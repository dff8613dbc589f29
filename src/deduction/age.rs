//! Age determination against the December 31 reference date
//!
//! Every age-gated deduction rule is evaluated as of December 31 of the
//! target tax year, never the calendar date the calculation runs on.

use chrono::{Datelike, NaiveDate};

/// Statutory filing year the engine defaults to (Reiwa 7)
pub const DEFAULT_TARGET_YEAR: i32 = 2025;

/// Age from which a spouse counts as elderly
const ELDERLY_AGE: i32 = 70;

/// Specific dependent age window: 19 inclusive to 23 exclusive
const SPECIFIC_DEPENDENT_MIN_AGE: i32 = 19;
const SPECIFIC_DEPENDENT_MAX_AGE: i32 = 23;

/// Reference date month/day within the target year
const REFERENCE_MONTH: u32 = 12;
const REFERENCE_DAY: u32 = 31;

/// Integer age attained as of December 31 of `target_year`.
///
/// Standard not-yet-had-birthday rule. A December 31 reference never
/// precedes a birthday within the same year, but the comparison is kept
/// explicit so the rule survives a different reference date.
pub fn age_at_year_end(birth_date: NaiveDate, target_year: i32) -> i32 {
    let years = target_year - birth_date.year();
    let birthday_passed =
        (REFERENCE_MONTH, REFERENCE_DAY) >= (birth_date.month(), birth_date.day());

    if birthday_passed {
        years
    } else {
        years - 1
    }
}

/// Whether the spouse is 70 or older at year end. Missing birth date means
/// the elderly uplift simply does not apply.
pub fn is_elderly(birth_date: Option<NaiveDate>, target_year: i32) -> bool {
    match birth_date {
        Some(date) => age_at_year_end(date, target_year) >= ELDERLY_AGE,
        None => false,
    }
}

/// Whether a dependent falls in the specific dependent window (19 to under 23)
/// at year end. Missing birth date means ineligible, not an error.
pub fn is_specific_dependent_age(birth_date: Option<NaiveDate>, target_year: i32) -> bool {
    match birth_date {
        Some(date) => {
            let age = age_at_year_end(date, target_year);
            (SPECIFIC_DEPENDENT_MIN_AGE..SPECIFIC_DEPENDENT_MAX_AGE).contains(&age)
        }
        None => false,
    }
}

#[cfg(test)]
mod tests {
    use super::*;

    fn date(y: i32, m: u32, d: u32) -> NaiveDate {
        NaiveDate::from_ymd_opt(y, m, d).unwrap()
    }

    #[test]
    fn test_age_at_year_end() {
        // Born mid-year: birthday has passed by Dec 31
        assert_eq!(age_at_year_end(date(2005, 4, 1), 2025), 20);
        // Born on the reference date itself still counts the full year
        assert_eq!(age_at_year_end(date(2005, 12, 31), 2025), 20);
        assert_eq!(age_at_year_end(date(2005, 1, 1), 2025), 20);
    }

    #[test]
    fn test_elderly_boundary() {
        // Turns 70 during the target year
        assert!(is_elderly(Some(date(1955, 12, 31)), 2025));
        assert!(is_elderly(Some(date(1954, 1, 1)), 2025));
        // Still 69 at year end
        assert!(!is_elderly(Some(date(1956, 1, 1)), 2025));
        assert!(!is_elderly(None, 2025));
    }

    #[test]
    fn test_specific_dependent_window() {
        // Age 19 at year end: first eligible year
        assert!(is_specific_dependent_age(Some(date(2006, 12, 31)), 2025));
        // Age 22: last eligible year
        assert!(is_specific_dependent_age(Some(date(2003, 1, 1)), 2025));
        // Age 23: aged out
        assert!(!is_specific_dependent_age(Some(date(2002, 12, 31)), 2025));
        // Age 18: not yet
        assert!(!is_specific_dependent_age(Some(date(2007, 1, 1)), 2025));
        assert!(!is_specific_dependent_age(None, 2025));
    }
}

■ WHAT YOU SHOULD DO
Reproduce the entries above in full, so that each one reads exactly as before.

■ FINAL ANSWER
repository dff8613dbc589f29
filename src/deduction/age.rs
//! Age determination against the December 31 reference date
//!
//! Every age-gated deduction rule is evaluated as of December 31 of the
//! target tax year, never the calendar date the calculation runs on.

use chrono::{Datelike, NaiveDate};

/// Statutory filing year the engine defaults to (Reiwa 7)
pub const DEFAULT_TARGET_YEAR: i32 = 2025;

/// Age from which a spouse counts as elderly
const ELDERLY_AGE: i32 = 70;

/// Specific dependent age window: 19 inclusive to 23 exclusive
const SPECIFIC_DEPENDENT_MIN_AGE: i32 = 19;
const SPECIFIC_DEPENDENT_MAX_AGE: i32 = 23;

/// Reference date month/day within the target year
const REFERENCE_MONTH: u32 = 12;
const REFERENCE_DAY: u32 = 31;

/// Integer age attained as of December 31 of `target_year`.
///
/// Standard not-yet-had-birthday rule. A December 31 reference never
/// precedes a birthday within the same year, but the comparison is kept
/// explicit so the rule survives a different reference date.
pub fn age_at_year_end(birth_date: NaiveDate, target_year: i32) -> i32 {
    let years = target_year - birth_date.year();
    let birthday_passed =
        (REFERENCE_MONTH, REFERENCE_DAY) >= (birth_date.month(), birth_date.day());

    if birthday_passed {
        years
    } else {
        years - 1
    }
}

/// Whether the spouse is 70 or older at year end. Missing birth date means
/// the elderly uplift simply does not apply.
pub fn is_elderly(birth_date: Option<NaiveDate>, target_year: i32) -> bool {
    match birth_date {
        Some(date) => age_at_year_end(date, target_year) >= ELDERLY_AGE,
        None => false,
    }
}

/// Whether a dependent falls in the specific dependent window (19 to under 23)
/// at year end. Missing birth date means ineligible, not an error.
pub fn is_specific_dependent_age(birth_date: Option<NaiveDate>, target_year: i32) -> bool {
    match birth_date {
        Some(date) => {
            let age = age_at_year_end(date, target_year);
            (SPECIFIC_DEPENDENT_MIN_AGE..SPECIFIC_DEPENDENT_MAX_AGE).contains(&age)
        }
        None => false,
    }
}

#[cfg(test)]
mod tests {
    use super::*;

    fn date(y: i32, m: u32, d: u32) -> NaiveDate {
        NaiveDate::from_ymd_opt(y, m, d).unwrap()
    }

    #[test]
    fn test_age_at_year_end() {
        // Born mid-year: birthday has passed by Dec 31
        assert_eq!(age_at_year_end(date(2005, 4, 1), 2025), 20);
        // Born on the reference date itself still counts the full year
        assert_eq!(age_at_year_end(date(2005, 12, 31), 2025), 20);
        assert_eq!(age_at_year_end(date(2005, 1, 1), 2025), 20);
    }

    #[test]
    fn test_elderly_boundary() {
        // Turns 70 during the target year
        assert!(is_elderly(Some(date(1955, 12, 31)), 2025));
        assert!(is_elderly(Some(date(1954, 1, 1)), 2025));
        // Still 69 at year end
        assert!(!is_elderly(Some(date(1956, 1, 1)), 2025));
        assert!(!is_elderly(None, 2025));
    }

    #[test]
    fn test_specific_dependent_window() {
        // Age 19 at year end: first eligible year
        assert!(is_specific_dependent_age(Some(date(2006, 12, 31)), 2025));
        // Age 22: last eligible year
        assert!(is_specific_dependent_age(Some(date(2003, 1, 1)), 2025));
        // Age 23: aged out
        assert!(!is_specific_dependent_age(Some(date(2002, 12, 31)), 2025));
        // Age 18: not yet
        assert!(!is_specific_dependent_age(Some(date(2007, 1, 1)), 2025));
        assert!(!is_specific_dependent_age(None, 2025));
    }
}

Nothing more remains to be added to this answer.